### [Required work]
Only one stretch of the data below is needed. Output the lines from the one with "else if max_width" up to and including the one with "the requested format.", exactly as they stand.

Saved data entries
::::

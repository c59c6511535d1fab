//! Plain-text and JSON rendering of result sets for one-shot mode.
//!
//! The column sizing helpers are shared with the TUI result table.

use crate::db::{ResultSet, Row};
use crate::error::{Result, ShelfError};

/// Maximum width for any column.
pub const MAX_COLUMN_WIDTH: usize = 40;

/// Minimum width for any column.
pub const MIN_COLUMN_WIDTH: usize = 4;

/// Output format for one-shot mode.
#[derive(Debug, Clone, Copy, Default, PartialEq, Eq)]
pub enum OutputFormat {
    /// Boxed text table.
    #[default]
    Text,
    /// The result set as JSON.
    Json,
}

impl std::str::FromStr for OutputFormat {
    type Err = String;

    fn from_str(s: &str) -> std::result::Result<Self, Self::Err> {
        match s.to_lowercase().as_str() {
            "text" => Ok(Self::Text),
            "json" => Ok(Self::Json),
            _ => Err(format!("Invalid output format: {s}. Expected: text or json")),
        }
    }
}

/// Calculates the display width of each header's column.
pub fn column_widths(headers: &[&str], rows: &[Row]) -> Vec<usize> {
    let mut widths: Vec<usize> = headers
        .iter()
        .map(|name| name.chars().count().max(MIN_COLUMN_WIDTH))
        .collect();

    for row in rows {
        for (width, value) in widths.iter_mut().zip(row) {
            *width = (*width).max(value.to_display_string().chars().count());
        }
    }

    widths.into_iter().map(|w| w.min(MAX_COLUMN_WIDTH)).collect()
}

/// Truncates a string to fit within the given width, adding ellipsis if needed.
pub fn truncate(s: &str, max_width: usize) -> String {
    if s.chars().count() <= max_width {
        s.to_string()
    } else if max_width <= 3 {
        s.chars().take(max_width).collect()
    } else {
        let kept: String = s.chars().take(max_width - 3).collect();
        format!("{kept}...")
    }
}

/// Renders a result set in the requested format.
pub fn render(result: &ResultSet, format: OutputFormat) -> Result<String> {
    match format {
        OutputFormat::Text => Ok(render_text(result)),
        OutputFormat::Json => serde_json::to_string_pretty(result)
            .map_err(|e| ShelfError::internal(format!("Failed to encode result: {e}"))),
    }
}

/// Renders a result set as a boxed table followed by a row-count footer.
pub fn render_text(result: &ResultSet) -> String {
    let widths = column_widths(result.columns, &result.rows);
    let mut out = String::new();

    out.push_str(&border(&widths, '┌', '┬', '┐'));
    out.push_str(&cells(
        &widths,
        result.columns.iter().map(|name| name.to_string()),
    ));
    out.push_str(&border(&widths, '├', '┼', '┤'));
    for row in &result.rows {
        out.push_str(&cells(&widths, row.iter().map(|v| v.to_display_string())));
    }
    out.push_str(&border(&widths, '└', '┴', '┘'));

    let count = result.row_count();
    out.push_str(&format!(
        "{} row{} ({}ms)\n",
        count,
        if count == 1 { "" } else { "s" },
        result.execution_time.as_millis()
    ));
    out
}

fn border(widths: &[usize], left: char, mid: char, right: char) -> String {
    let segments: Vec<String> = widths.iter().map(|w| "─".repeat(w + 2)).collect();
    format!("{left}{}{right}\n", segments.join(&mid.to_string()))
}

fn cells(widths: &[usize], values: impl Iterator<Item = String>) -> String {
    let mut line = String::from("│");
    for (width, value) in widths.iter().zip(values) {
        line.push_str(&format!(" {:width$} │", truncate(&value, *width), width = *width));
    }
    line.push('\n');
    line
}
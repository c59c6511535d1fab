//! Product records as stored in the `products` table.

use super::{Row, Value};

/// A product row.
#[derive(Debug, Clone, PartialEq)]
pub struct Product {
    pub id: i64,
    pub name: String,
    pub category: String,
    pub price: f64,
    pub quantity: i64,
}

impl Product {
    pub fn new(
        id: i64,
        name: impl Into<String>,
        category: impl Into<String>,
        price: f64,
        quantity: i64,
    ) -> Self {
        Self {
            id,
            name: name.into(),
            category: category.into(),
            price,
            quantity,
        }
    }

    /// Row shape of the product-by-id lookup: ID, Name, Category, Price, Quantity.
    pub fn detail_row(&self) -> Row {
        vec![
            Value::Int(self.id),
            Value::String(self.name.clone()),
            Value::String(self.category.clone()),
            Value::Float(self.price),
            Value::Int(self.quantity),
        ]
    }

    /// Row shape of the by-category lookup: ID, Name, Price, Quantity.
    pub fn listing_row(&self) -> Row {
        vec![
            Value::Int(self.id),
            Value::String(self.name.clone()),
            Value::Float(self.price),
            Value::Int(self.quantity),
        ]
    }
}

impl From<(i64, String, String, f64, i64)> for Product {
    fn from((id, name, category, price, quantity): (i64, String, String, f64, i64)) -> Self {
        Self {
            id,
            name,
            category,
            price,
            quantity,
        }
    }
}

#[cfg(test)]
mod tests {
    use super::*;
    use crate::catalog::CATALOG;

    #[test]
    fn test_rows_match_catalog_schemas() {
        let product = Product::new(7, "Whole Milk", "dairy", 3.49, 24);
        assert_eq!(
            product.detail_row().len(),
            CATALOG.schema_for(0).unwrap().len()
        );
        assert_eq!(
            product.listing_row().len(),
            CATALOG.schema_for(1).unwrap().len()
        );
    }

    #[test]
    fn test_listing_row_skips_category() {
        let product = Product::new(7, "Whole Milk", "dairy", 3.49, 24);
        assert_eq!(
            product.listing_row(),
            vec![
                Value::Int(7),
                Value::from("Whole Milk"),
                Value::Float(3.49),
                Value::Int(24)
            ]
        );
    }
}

::::

### [Answer to the exercise]
    } else if max_width <= 3 {
        s.chars().take(max_width).collect()
    } else {
        let kept: String = s.chars().take(max_width - 3).collect();
        format!("{kept}...")
    }
}

/// Renders a result set in the requested format.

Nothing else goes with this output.